28 Jul Connecting SPE Information to Knowledge
By Reid G. Smith, Ph.D., July 28, 2021
Over the past five years, SPE and i2k Connect have developed the SPE Research Portal to address the challenges facing engineers who are looking for information. The portal is available on the SPE.org homepage and SPE mobile app.
Companies run on information in the form of data. However, knowledge workers need to spend too much time searching for data, especially in documents with text, tables, and images, which are often called unstructured data. Examples include almost all the information in company repositories in the form of Microsoft Word, PDF, PowerPoint, and Excel documents, web pages, images, videos, audio files, newsfeeds, tweets, and e-mail messages. The lack of structure makes unstructured data hard to find and analyze without extensive semantic tagging, which is traditionally done by humans. This is in contrast to the relative ease with which structured data in traditional databases can be found and analyzed.

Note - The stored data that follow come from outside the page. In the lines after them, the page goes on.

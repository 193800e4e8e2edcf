//! Compiled model graph.

use std::collections::VecDeque;

use chain_core::codec::collapse_dims;
use chain_core::{element_count, is_na, EngineArrays, SArray, NA};
use indexmap::IndexMap;

use crate::dist::Family;
use crate::modules;
use crate::parser::{Arg, DimSpec, Program, Relation};
use crate::rng::{EngineRng, WichmannHill};

const DATA_BLOCK_SEED: u32 = 0x5EED;

/// A resolved distribution parameter.
#[derive(Debug, Clone, Copy, PartialEq)]
pub enum Param {
    /// Numeric literal.
    Literal(f64),
    /// Value of another node, broadcast when it has one element.
    Node(usize),
}

/// What a node is.
#[derive(Debug, Clone, PartialEq)]
pub enum NodeKind {
    /// Fixed values supplied as data.
    Constant,
    /// Values drawn from a distribution.
    Stochastic {
        /// Distribution family.
        family: Family,
        /// Resolved parameters, in family order.
        params: Vec<Param>,
    },
}

/// One variable of the model.
#[derive(Debug, Clone, PartialEq)]
pub struct Node {
    /// Variable name.
    pub name: String,
    /// Full dimension list.
    pub dims: Vec<usize>,
    /// Node kind.
    pub kind: NodeKind,
    /// Observed or constant values, [`NA`] where unobserved.
    pub data: Vec<f64>,
}

impl Node {
    /// Number of elements.
    pub fn len(&self) -> usize {
        self.data.len()
    }

    /// True when the node has no elements.
    pub fn is_empty(&self) -> bool {
        self.data.is_empty()
    }

    /// True for stochastic nodes.
    pub fn is_stochastic(&self) -> bool {
        matches!(self.kind, NodeKind::Stochastic { .. })
    }

    /// Whether element `elem` carries a fixed value.
    pub fn is_fixed(&self, elem: usize) -> bool {
        !is_na(self.data[elem])
    }

    /// True for stochastic nodes with at least one observed element.
    pub fn has_observed(&self) -> bool {
        self.is_stochastic() && self.data.iter().any(|&value| !is_na(value))
    }

    /// True for stochastic nodes with at least one unobserved element.
    pub fn has_unobserved(&self) -> bool {
        self.is_stochastic() && self.data.iter().copied().any(is_na)
    }

    /// Distribution family of a stochastic node.
    pub fn family(&self) -> Option<Family> {
        match &self.kind {
            NodeKind::Stochastic { family, .. } => Some(*family),
            NodeKind::Constant => None,
        }
    }

    /// The node's values wrapped as an engine array.
    pub fn to_array(&self, values: &[f64]) -> SArray {
        SArray::from_parts(self.dims.clone(), values.to_vec())
            .unwrap_or_else(|_| SArray::vector(values.to_vec()))
    }
}

/// Nodes in declaration order plus the dependency structure.
#[derive(Debug, Clone, PartialEq)]
pub struct Graph {
    nodes: Vec<Node>,
    index: IndexMap<String, usize>,
    order: Vec<usize>,
    children: Vec<Vec<usize>>,
}

/// Result of compiling a program.
#[derive(Debug, Clone)]
pub struct Compiled {
    /// The graph.
    pub graph: Graph,
    /// Informational messages produced while compiling.
    pub notes: Vec<String>,
}

impl Graph {
    /// Builds the graph of `program` against `data`.
    pub fn compile(
        program: &Program,
        data: &EngineArrays,
        generate_data: bool,
    ) -> Result<Compiled, String> {
        let mut merged = data.clone();
        if generate_data && !program.data.is_empty() {
            for (name, array) in generate(&program.data, data)? {
                merged.entry(name).or_insert(array);
            }
        }

        let mut nodes = Vec::new();
        let mut index = IndexMap::new();
        let mut families = Vec::new();
        for relation in &program.model {
            let family = resolve_family(relation)?;
            let (dims, values) = resolve_dims(relation, merged.get(&relation.name))?;
            index.insert(relation.name.clone(), nodes.len());
            families.push(family);
            nodes.push(Node {
                name: relation.name.clone(),
                dims,
                kind: NodeKind::Constant,
                data: values,
            });
        }

        for (node_idx, relation) in program.model.iter().enumerate() {
            let len = nodes[node_idx].len();
            let mut params = Vec::with_capacity(relation.args.len());
            for (position, arg) in relation.args.iter().enumerate() {
                let param = match arg {
                    Arg::Value(value) => Param::Literal(*value),
                    Arg::Var(name) => {
                        let target = match index.get(name) {
                            Some(&target) => target,
                            None => add_constant(name, &merged, &mut nodes, &mut index)?,
                        };
                        let target_len = nodes[target].len();
                        if target_len != 1 && target_len != len {
                            return Err(format!(
                                "Length mismatch in parameter {} of {}",
                                position + 1,
                                relation.name
                            ));
                        }
                        Param::Node(target)
                    }
                };
                params.push(param);
            }
            nodes[node_idx].kind = NodeKind::Stochastic {
                family: families[node_idx],
                params,
            };
        }

        let notes = data
            .keys()
            .filter(|name| !index.contains_key(name.as_str()))
            .map(|name| format!("WARNING: Unused variable \"{name}\" in data"))
            .collect();

        let children = children_of(&nodes);
        let order = topological_order(&nodes, &children)?;
        Ok(Compiled {
            graph: Graph {
                nodes,
                index,
                order,
                children,
            },
            notes,
        })
    }

    /// All nodes in declaration order.
    pub fn nodes(&self) -> &[Node] {
        &self.nodes
    }

    /// Node at `idx`.
    pub fn node(&self, idx: usize) -> &Node {
        &self.nodes[idx]
    }

    /// Index of the node called `name`.
    pub fn lookup(&self, name: &str) -> Option<usize> {
        self.index.get(name).copied()
    }

    /// Stochastic nodes, parents before children.
    pub fn order(&self) -> &[usize] {
        &self.order
    }

    /// Fresh per-chain values: data where fixed, [`NA`] elsewhere.
    pub fn initial_values(&self) -> Vec<Vec<f64>> {
        self.nodes.iter().map(|node| node.data.clone()).collect()
    }

    /// Parameter values of element `elem` of `node`.
    pub fn params_at(&self, values: &[Vec<f64>], node: usize, elem: usize) -> Vec<f64> {
        match &self.nodes[node].kind {
            NodeKind::Stochastic { params, .. } => params
                .iter()
                .map(|param| match param {
                    Param::Literal(value) => *value,
                    Param::Node(source) => {
                        let source = &values[*source];
                        if source.len() == 1 {
                            source[0]
                        } else {
                            source[elem]
                        }
                    }
                })
                .collect(),
            NodeKind::Constant => Vec::new(),
        }
    }

    /// Log density of one element.
    pub fn element_log_density(&self, values: &[Vec<f64>], node: usize, elem: usize) -> f64 {
        match self.nodes[node].family() {
            Some(family) => {
                let params = self.params_at(values, node, elem);
                if params.iter().copied().any(is_na) {
                    return f64::NEG_INFINITY;
                }
                family.log_density(values[node][elem], &params)
            }
            None => 0.0,
        }
    }

    /// Log density of a whole node.
    pub fn log_density(&self, values: &[Vec<f64>], node: usize) -> f64 {
        (0..self.nodes[node].len())
            .map(|elem| self.element_log_density(values, node, elem))
            .sum()
    }

    /// Log of the full conditional of one element, up to a constant.
    pub fn local_log_density(&self, values: &[Vec<f64>], node: usize, elem: usize) -> f64 {
        self.element_log_density(values, node, elem)
            + self.children[node]
                .iter()
                .map(|&child| self.log_density(values, child))
                .sum::<f64>()
    }

    /// Draws element `elem` of `node` from its prior.
    pub fn sample_prior(
        &self,
        values: &[Vec<f64>],
        node: usize,
        elem: usize,
        rng: &mut dyn EngineRng,
    ) -> Result<f64, String> {
        let params = self.params_at(values, node, elem);
        match self.nodes[node].family() {
            Some(family) if family.valid_params(&params) && !params.iter().copied().any(is_na) => {
                Ok(family.sample(&params, rng))
            }
            _ => Err(format!(
                "Unable to generate initial value for {}",
                self.nodes[node].name
            )),
        }
    }
}

fn resolve_family(relation: &Relation) -> Result<Family, String> {
    let family = Family::from_name(&relation.family)
        .filter(|_| modules::has_distribution(&relation.family))
        .ok_or_else(|| format!("Unknown distribution: {}", relation.family))?;
    if relation.args.len() != family.arity() {
        return Err(format!(
            "Incorrect number of parameters for distribution {} in definition of {}",
            relation.family, relation.name
        ));
    }
    Ok(family)
}

fn resolve_dims(
    relation: &Relation,
    supplied: Option<&SArray>,
) -> Result<(Vec<usize>, Vec<f64>), String> {
    let dims = match (&relation.dims, supplied) {
        (DimSpec::Scalar, _) => vec![1],
        (DimSpec::Fixed(extents), _) => extents.clone(),
        (DimSpec::Infer, Some(array)) => array.dims().to_vec(),
        (DimSpec::Infer, None) => {
            return Err(format!("Cannot infer dimensions of {}", relation.name))
        }
    };
    match supplied {
        Some(array) if collapse_dims(array.dims()) != collapse_dims(&dims) => Err(format!(
            "Dimension mismatch between data and model for {}",
            relation.name
        )),
        Some(array) => Ok((dims, array.values().to_vec())),
        None => {
            let len = element_count(&dims)
                .ok_or_else(|| format!("Dimension too large for {}", relation.name))?;
            Ok((dims, vec![NA; len]))
        }
    }
}

fn add_constant(
    name: &str,
    data: &EngineArrays,
    nodes: &mut Vec<Node>,
    index: &mut IndexMap<String, usize>,
) -> Result<usize, String> {
    let array = data
        .get(name)
        .ok_or_else(|| format!("Unknown variable {name}"))?;
    if array.values().iter().copied().any(is_na) {
        return Err(format!("Missing values in constant {name}"));
    }
    let idx = nodes.len();
    nodes.push(Node {
        name: name.to_string(),
        dims: array.dims().to_vec(),
        kind: NodeKind::Constant,
        data: array.values().to_vec(),
    });
    index.insert(name.to_string(), idx);
    Ok(idx)
}

fn children_of(nodes: &[Node]) -> Vec<Vec<usize>> {
    let mut children = vec![Vec::new(); nodes.len()];
    for (child, node) in nodes.iter().enumerate() {
        if let NodeKind::Stochastic { params, .. } = &node.kind {
            for param in params {
                if let Param::Node(parent) = param {
                    if !children[*parent].contains(&child) {
                        children[*parent].push(child);
                    }
                }
            }
        }
    }
    children
}

fn topological_order(nodes: &[Node], children: &[Vec<usize>]) -> Result<Vec<usize>, String> {
    let mut pending = vec![0usize; nodes.len()];
    for kids in children {
        for &child in kids {
            pending[child] += 1;
        }
    }
    let mut ready: VecDeque<usize> = (0..nodes.len()).filter(|&idx| pending[idx] == 0).collect();
    let mut order = Vec::with_capacity(nodes.len());
    while let Some(idx) = ready.pop_front() {
        if nodes[idx].is_stochastic() {
            order.push(idx);
        }
        for &child in &children[idx] {
            pending[child] -= 1;
            if pending[child] == 0 {
                ready.push_back(child);
            }
        }
    }
    let stuck: Vec<&str> = (0..nodes.len())
        .filter(|&idx| pending[idx] > 0)
        .map(|idx| nodes[idx].name.as_str())
        .collect();
    if !stuck.is_empty() {
        return Err(format!(
            "Possible directed cycle involving {}",
            stuck.join(", ")
        ));
    }
    Ok(order)
}

/// Forward-samples the data block for names the client did not supply.
fn generate(relations: &[Relation], supplied: &EngineArrays) -> Result<EngineArrays, String> {
    let mut rng = WichmannHill::new(DATA_BLOCK_SEED);
    let mut generated = EngineArrays::new();
    for relation in relations {
        if supplied.contains_key(&relation.name) {
            continue;
        }
        let family = resolve_family(relation)?;
        let (dims, mut values) = resolve_dims(relation, None)?;
        let lookup = |name: &str| generated.get(name).or_else(|| supplied.get(name));
        let mut args = Vec::with_capacity(relation.args.len());
        for arg in &relation.args {
            let source = match arg {
                Arg::Value(value) => vec![*value],
                Arg::Var(name) => lookup(name)
                    .ok_or_else(|| format!("Unknown variable {name} in data block"))?
                    .values()
                    .to_vec(),
            };
            if source.len() != 1 && source.len() != values.len() {
                return Err(format!(
                    "Length mismatch in data block definition of {}",
                    relation.name
                ));
            }
            args.push(source);
        }
        for (elem, slot) in values.iter_mut().enumerate() {
            let params: Vec<f64> = args
                .iter()
                .map(|source| if source.len() == 1 { source[0] } else { source[elem] })
                .collect();
            if !family.valid_params(&params) {
                return Err(format!(
                    "Invalid parameters in data block definition of {}",
                    relation.name
                ));
            }
            *slot = family.sample(&params, &mut rng);
        }
        let array = SArray::from_parts(dims, values).map_err(|err| err.to_string())?;
        generated.insert(relation.name.clone(), array);
    }
    Ok(generated)
}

Data professionals—the people who focus on finding and analyzing data—report spending 14 hours a week looking for data, and another 10 hours a week re-creating data that cannot be found. Half the week is spent just trying to get the data they need to do the required analysis.
In 2014, i2k Connect was formed around the idea that Artificial Intelligence could change the game. Our vision is to achieve a 90% reduction in the manual effort expended today by users to find, extract, and analyze data in documents, and by data stewards, records analysts, and others to tag documents.

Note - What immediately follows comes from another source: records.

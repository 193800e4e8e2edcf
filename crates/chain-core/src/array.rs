//! Named numeric arrays on both sides of the engine boundary.

use std::collections::BTreeMap;

use indexmap::IndexMap;
use ndarray::{arr0, Array, Array1, Array2, ArrayD, Dimension};
use serde::{Deserialize, Serialize};

use crate::codec;
use crate::errors::ConsoleError;
use crate::rng::RngDescriptor;

/// Sentinel marking a missing ("not available") element.
///
/// It is a finite value no engine computation produces, so it survives
/// every numeric round trip unchanged.
pub const NA: f64 = -f64::MAX * (1.0 - 1e-15);

/// Returns true when `value` is the [`NA`] sentinel.
pub fn is_na(value: f64) -> bool {
    value == NA
}

/// Number of elements an array of shape `dims` holds, or `None` when it
/// would not fit in addressable memory.
pub fn element_count(dims: &[usize]) -> Option<usize> {
    let limit = isize::MAX as usize / std::mem::size_of::<f64>();
    dims.iter()
        .try_fold(1usize, |acc, &dim| acc.checked_mul(dim))
        .filter(|&len| len <= limit)
}

fn oversized(dims: &[usize]) -> ConsoleError {
    ConsoleError::conversion(
        "array.too_large",
        format!("dimensions {dims:?} describe more elements than can be stored"),
    )
}

/// Engine-side array: flat column-major values plus the full dimension list.
#[derive(Debug, Clone, PartialEq)]
pub struct SArray {
    dims: Vec<usize>,
    values: Vec<f64>,
}

impl SArray {
    /// Creates an array of the given shape filled with [`NA`].
    pub fn new(dims: Vec<usize>) -> Result<Self, ConsoleError> {
        let dims = if dims.is_empty() { vec![1] } else { dims };
        let len = element_count(&dims).ok_or_else(|| oversized(&dims))?;
        Ok(Self {
            dims,
            values: vec![NA; len],
        })
    }

    /// Rank-1 array over `values`.
    pub fn vector(values: Vec<f64>) -> Self {
        Self {
            dims: vec![values.len()],
            values,
        }
    }

    /// Wraps column-major `values` with their dimensions.
    ///
    /// An empty dimension list denotes a scalar and is stored as `[1]`.
    pub fn from_parts(dims: Vec<usize>, values: Vec<f64>) -> Result<Self, ConsoleError> {
        let dims = if dims.is_empty() { vec![1] } else { dims };
        let expected = element_count(&dims).ok_or_else(|| oversized(&dims))?;
        if expected != values.len() {
            return Err(ConsoleError::conversion(
                "array.length",
                format!(
                    "payload holds {} values but dimensions {:?} require {}",
                    values.len(),
                    dims,
                    expected
                ),
            ));
        }
        Ok(Self { dims, values })
    }

    /// Single-element array.
    pub fn scalar(value: f64) -> Self {
        Self {
            dims: vec![1],
            values: vec![value],
        }
    }

    /// Full dimension list, never empty.
    pub fn dims(&self) -> &[usize] {
        &self.dims
    }

    /// Values in column-major order.
    pub fn values(&self) -> &[f64] {
        &self.values
    }

    /// Mutable access to the column-major values.
    pub fn values_mut(&mut self) -> &mut [f64] {
        &mut self.values
    }

    /// Number of elements.
    pub fn len(&self) -> usize {
        self.values.len()
    }

    /// True when the array holds no elements.
    pub fn is_empty(&self) -> bool {
        self.values.is_empty()
    }
}

/// Name to array mapping exchanged with the engine.
pub type EngineArrays = BTreeMap<String, SArray>;

/// Ordered host-side mapping from variable name to array.
///
/// Entries are validated when inserted: names must be non-empty and unique
/// and values must coerce to dense numeric arrays.
#[derive(Debug, Clone, Default, PartialEq, Serialize, Deserialize)]
#[serde(transparent)]
pub struct NamedArrays(IndexMap<String, ArrayD<f64>>);

impl NamedArrays {
    /// Creates an empty mapping.
    pub fn new() -> Self {
        Self::default()
    }

    /// Coerces `value` and inserts it under `name`.
    pub fn insert(
        &mut self,
        name: impl Into<String>,
        value: impl IntoHostArray,
    ) -> Result<(), ConsoleError> {
        let name = name.into();
        if name.trim().is_empty() {
            return Err(ConsoleError::conversion(
                "array.name",
                "array name must not be empty",
            ));
        }
        if self.0.contains_key(&name) {
            return Err(ConsoleError::Conversion(
                crate::ErrorInfo::new("array.duplicate", format!("duplicate array name {name}"))
                    .with_context("name", name),
            ));
        }
        let array = value.into_host_array().map_err(|err| match err {
            ConsoleError::Conversion(info) => {
                ConsoleError::Conversion(info.with_context("name", name.clone()))
            }
            other => other,
        })?;
        self.0.insert(name, array);
        Ok(())
    }

    /// Builder form of [`NamedArrays::insert`].
    pub fn with(
        mut self,
        name: impl Into<String>,
        value: impl IntoHostArray,
    ) -> Result<Self, ConsoleError> {
        self.insert(name, value)?;
        Ok(self)
    }

    /// Builds a mapping from a JSON object whose members are array-like.
    pub fn from_json(value: &serde_json::Value) -> Result<Self, ConsoleError> {
        let object = value.as_object().ok_or_else(|| {
            ConsoleError::conversion("array.mapping", "expected an object of named arrays")
        })?;
        let mut arrays = Self::new();
        for (name, member) in object {
            arrays.insert(name.clone(), member)?;
        }
        Ok(arrays)
    }

    /// Returns the array stored under `name`.
    pub fn get(&self, name: &str) -> Option<&ArrayD<f64>> {
        self.0.get(name)
    }

    /// True when `name` is present.
    pub fn contains(&self, name: &str) -> bool {
        self.0.contains_key(name)
    }

    /// Removes `name`, preserving the order of the remaining entries.
    pub fn remove(&mut self, name: &str) -> Option<ArrayD<f64>> {
        self.0.shift_remove(name)
    }

    /// Names in insertion order.
    pub fn names(&self) -> impl Iterator<Item = &str> {
        self.0.keys().map(String::as_str)
    }

    /// Entries in insertion order.
    pub fn iter(&self) -> impl Iterator<Item = (&str, &ArrayD<f64>)> {
        self.0.iter().map(|(name, array)| (name.as_str(), array))
    }

    /// Number of entries.
    pub fn len(&self) -> usize {
        self.0.len()
    }

    /// True when there are no entries.
    pub fn is_empty(&self) -> bool {
        self.0.is_empty()
    }

    /// Drops entries holding zero elements.
    pub fn retain_non_empty(&mut self) {
        self.0.retain(|_, array| array.len() > 0);
    }

    pub(crate) fn push_unchecked(&mut self, name: String, array: ArrayD<f64>) {
        self.0.insert(name, array);
    }
}

impl IntoIterator for NamedArrays {
    type Item = (String, ArrayD<f64>);
    type IntoIter = indexmap::map::IntoIter<String, ArrayD<f64>>;

    fn into_iter(self) -> Self::IntoIter {
        self.0.into_iter()
    }
}

/// Host view of one chain's dumped state.
#[derive(Debug, Clone, Default, PartialEq, Serialize, Deserialize)]
pub struct HostState {
    /// Variable values.
    pub values: NamedArrays,
    /// Generator bound to the chain, if any.
    #[serde(rename = ".RNG.name", default, skip_serializing_if = "Option::is_none")]
    pub rng_name: Option<String>,
    /// Generator state, present for parameter dumps.
    #[serde(rename = ".RNG.state", default, skip_serializing_if = "Option::is_none")]
    pub rng_state: Option<Vec<i32>>,
}

impl HostState {
    /// Generator descriptor when both name and state were dumped.
    pub fn rng(&self) -> Option<RngDescriptor> {
        match (&self.rng_name, &self.rng_state) {
            (Some(name), Some(state)) => Some(RngDescriptor {
                name: name.clone(),
                state: state.clone(),
            }),
            _ => None,
        }
    }
}

/// Values that can be coerced into a dense host array.
pub trait IntoHostArray {
    /// Performs the coercion.
    fn into_host_array(self) -> Result<ArrayD<f64>, ConsoleError>;
}

impl<D: Dimension> IntoHostArray for Array<f64, D> {
    fn into_host_array(self) -> Result<ArrayD<f64>, ConsoleError> {
        Ok(self.into_dyn())
    }
}

impl IntoHostArray for f64 {
    fn into_host_array(self) -> Result<ArrayD<f64>, ConsoleError> {
        Ok(arr0(self).into_dyn())
    }
}

impl IntoHostArray for Vec<f64> {
    fn into_host_array(self) -> Result<ArrayD<f64>, ConsoleError> {
        Ok(Array1::from(self).into_dyn())
    }
}

impl IntoHostArray for &[f64] {
    fn into_host_array(self) -> Result<ArrayD<f64>, ConsoleError> {
        self.to_vec().into_host_array()
    }
}

/// Masked input: `None` elements become [`NA`].
impl IntoHostArray for Vec<Option<f64>> {
    fn into_host_array(self) -> Result<ArrayD<f64>, ConsoleError> {
        Ok(Array1::from_iter(self.into_iter().map(|value| value.unwrap_or(NA))).into_dyn())
    }
}

impl IntoHostArray for Vec<Vec<f64>> {
    fn into_host_array(self) -> Result<ArrayD<f64>, ConsoleError> {
        let rows = self.len();
        let cols = self.first().map_or(0, Vec::len);
        if self.iter().any(|row| row.len() != cols) {
            return Err(ConsoleError::conversion(
                "array.ragged",
                "rows have differing lengths",
            ));
        }
        let flat: Vec<f64> = self.into_iter().flatten().collect();
        let matrix = Array2::from_shape_vec((rows, cols), flat).map_err(|err| {
            ConsoleError::conversion("array.shape", err.to_string())
        })?;
        Ok(matrix.into_dyn())
    }
}

impl IntoHostArray for &serde_json::Value {
    fn into_host_array(self) -> Result<ArrayD<f64>, ConsoleError> {
        codec::coerce_json(self)
    }
}

impl IntoHostArray for serde_json::Value {
    fn into_host_array(self) -> Result<ArrayD<f64>, ConsoleError> {
        codec::coerce_json(&self)
    }
}
//! Splitting long updates into chunks of roughly constant duration.

use std::time::Duration;

/// Iterator-like planner that sizes each chunk of an update so that it takes
/// about `period`, judging by the throughput of the chunks already run.
///
/// The first chunk is a single iteration. While no time has been measured
/// the chunk size doubles. Every chunk is clamped to `[1, remaining]`.
#[derive(Debug, Clone, PartialEq)]
pub struct ConstTimePartition {
    total: u64,
    done: u64,
    period: Duration,
    next: u64,
}

impl ConstTimePartition {
    /// Plans `total` iterations in chunks of about `period`.
    pub fn new(total: u64, period: Duration) -> Self {
        Self {
            total,
            done: 0,
            period,
            next: 1,
        }
    }

    /// Iterations run so far.
    pub fn done(&self) -> u64 {
        self.done
    }

    /// Iterations still to run.
    pub fn remaining(&self) -> u64 {
        self.total - self.done
    }

    /// Size of the next chunk, or `None` once everything has run. `elapsed`
    /// is the time spent on all previous chunks together.
    pub fn next_chunk(&mut self, elapsed: Duration) -> Option<u64> {
        let remaining = self.remaining();
        if remaining == 0 {
            return None;
        }
        let wanted = if self.done == 0 {
            self.next
        } else if elapsed.is_zero() {
            self.next.saturating_mul(2)
        } else {
            let rate = self.done as f64 / elapsed.as_secs_f64();
            (rate * self.period.as_secs_f64()).round() as u64
        };
        let chunk = wanted.clamp(1, remaining);
        self.next = chunk;
        self.done += chunk;
        Some(chunk)
    }
}
//! Trace and mean monitors.

use chain_core::{SArray, NA};

/// Monitor type.
#[derive(Debug, Clone, Copy, PartialEq, Eq)]
pub enum MonitorKind {
    /// Every retained sample (`base::TraceMonitor`).
    Trace,
    /// Running mean of the retained samples (`base::MeanMonitor`).
    Mean,
}

impl MonitorKind {
    /// Parses a monitor type label.
    pub fn from_label(label: &str) -> Option<Self> {
        match label {
            "trace" => Some(MonitorKind::Trace),
            "mean" => Some(MonitorKind::Mean),
            _ => None,
        }
    }

    /// Monitor type label.
    pub fn label(&self) -> &'static str {
        match self {
            MonitorKind::Trace => "trace",
            MonitorKind::Mean => "mean",
        }
    }
}

/// A monitor over the whole of one node.
#[derive(Debug, Clone, PartialEq)]
pub struct Monitor {
    node: usize,
    name: String,
    dims: Vec<usize>,
    kind: MonitorKind,
    thin: u32,
    start: u64,
    recorded: u64,
    records: Vec<Vec<f64>>,
}

impl Monitor {
    /// Starts monitoring at iteration `start` and every `thin`-th one after.
    pub fn new(
        node: usize,
        name: impl Into<String>,
        dims: Vec<usize>,
        kind: MonitorKind,
        thin: u32,
        start: u64,
        chains: usize,
    ) -> Self {
        Self {
            node,
            name: name.into(),
            dims,
            kind,
            thin: thin.max(1),
            start,
            recorded: 0,
            records: vec![Vec::new(); chains],
        }
    }

    /// Monitored node.
    pub fn node(&self) -> usize {
        self.node
    }

    /// Monitored variable.
    pub fn name(&self) -> &str {
        &self.name
    }

    /// Monitor type.
    pub fn kind(&self) -> MonitorKind {
        self.kind
    }

    /// Samples retained so far per chain.
    pub fn recorded(&self) -> u64 {
        self.recorded
    }

    /// Offers the values after iteration `iteration`, one slice per chain.
    pub fn record<'a>(&mut self, iteration: u64, chains: impl Iterator<Item = &'a [f64]>) {
        if iteration < self.start || (iteration - self.start) % u64::from(self.thin) != 0 {
            return;
        }
        self.recorded += 1;
        for (record, values) in self.records.iter_mut().zip(chains) {
            match self.kind {
                MonitorKind::Trace => record.extend_from_slice(values),
                MonitorKind::Mean if record.is_empty() => record.extend_from_slice(values),
                MonitorKind::Mean => {
                    for (sum, value) in record.iter_mut().zip(values) {
                        *sum += value;
                    }
                }
            }
        }
    }

    /// Retained samples laid out as `[dims.., iterations, chains]`, or
    /// `[dims.., iterations * chains]` when `flat`.
    pub fn dump(&self, flat: bool) -> Result<SArray, String> {
        let chains = self.records.len();
        let mut dims = self.dims.clone();
        let values: Vec<f64> = match self.kind {
            MonitorKind::Trace => {
                if flat {
                    dims.push(self.recorded as usize * chains);
                } else {
                    dims.push(self.recorded as usize);
                    dims.push(chains);
                }
                self.records.concat()
            }
            MonitorKind::Mean => {
                if flat {
                    dims.push(chains);
                } else {
                    dims.push(1);
                    dims.push(chains);
                }
                let len: usize = self.dims.iter().product();
                let count = self.recorded as f64;
                self.records
                    .iter()
                    .flat_map(|sums| {
                        (0..len).map(move |elem| match sums.get(elem) {
                            Some(sum) => sum / count,
                            None => NA,
                        })
                    })
                    .collect()
            }
        };
        SArray::from_parts(dims, values).map_err(|err| err.to_string())
    }
}

#[cfg(test)]
mod tests {
    use super::*;

    #[test]
    fn thinning_keeps_every_nth_iteration() {
        let mut monitor = Monitor::new(0, "mu", vec![1], MonitorKind::Trace, 3, 11, 1);
        for iteration in 1..=20u64 {
            let value = [iteration as f64];
            monitor.record(iteration, std::iter::once(&value[..]));
        }
        let dump = monitor.dump(false).unwrap();
        assert_eq!(dump.dims(), &[1, 4, 1]);
        assert_eq!(dump.values(), &[11.0, 14.0, 17.0, 20.0]);
    }

    #[test]
    fn mean_monitor_averages_per_chain() {
        let mut monitor = Monitor::new(0, "p", vec![2], MonitorKind::Mean, 1, 1, 2);
        monitor.record(1, [&[1.0, 2.0][..], &[5.0, 6.0][..]].into_iter());
        monitor.record(2, [&[3.0, 4.0][..], &[7.0, 8.0][..]].into_iter());
        let dump = monitor.dump(false).unwrap();
        assert_eq!(dump.dims(), &[2, 1, 2]);
        assert_eq!(dump.values(), &[2.0, 3.0, 6.0, 7.0]);
    }
}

The major impact of these capabilities, as expressed by i2k customers, has been to dramatically reduce the time required to find and analyze data, often reducing days of effort to minutes.
What has been achieved?
We built the i2k Connect AI Platform, that integrates Subject Matter Expertise with Al natural language processing (NLP) and machine learning (ML). It automatically enriches documents by classifying them into relevant taxonomies, geotagging entities, and extracting key concepts, authors, institutions, titles, and summaries. The latest developments have enabled the platform to recognize key events, find and extract data points in document text, tables and SQL databases, and answer questions posed in natural language.We built the i2k Connect AI Platform, that integrates Subject Matter Expertise with Al natural language processing (NLP) and machine learning (ML). It automatically enriches documents by classifying them into relevant taxonomies, geotagging entities, and extracting key concepts, authors, institutions, titles, and summaries. The latest developments have enabled the platform to recognize key events, find and extract data points in document text, tables and SQL databases, and answer questions posed in natural language.
What have we learned?
Domain knowledge. One of the earliest learnings in applied AI is “in the knowledge lies the power.” To this end, the i2k AI Platform has millions of pieces of information and knowledge built-in (e.g., information on the names, locations, and other relevant parameters of 100,000 basins, fields, wells, and formations; more than a million relevant natural language terms and their mappings into 15 taxonomies; natural language knowledge, like parts of speech, and what constitutes a good keyword phrase, called a “concept tag” in the i2k Platform; knowledge of how to recognize and interpret tabular data in PDF and other file formats; and knowledge of how to extract data points from sentences). Going forward, we will continue to broaden, extend, and deepen the knowledge in the platform.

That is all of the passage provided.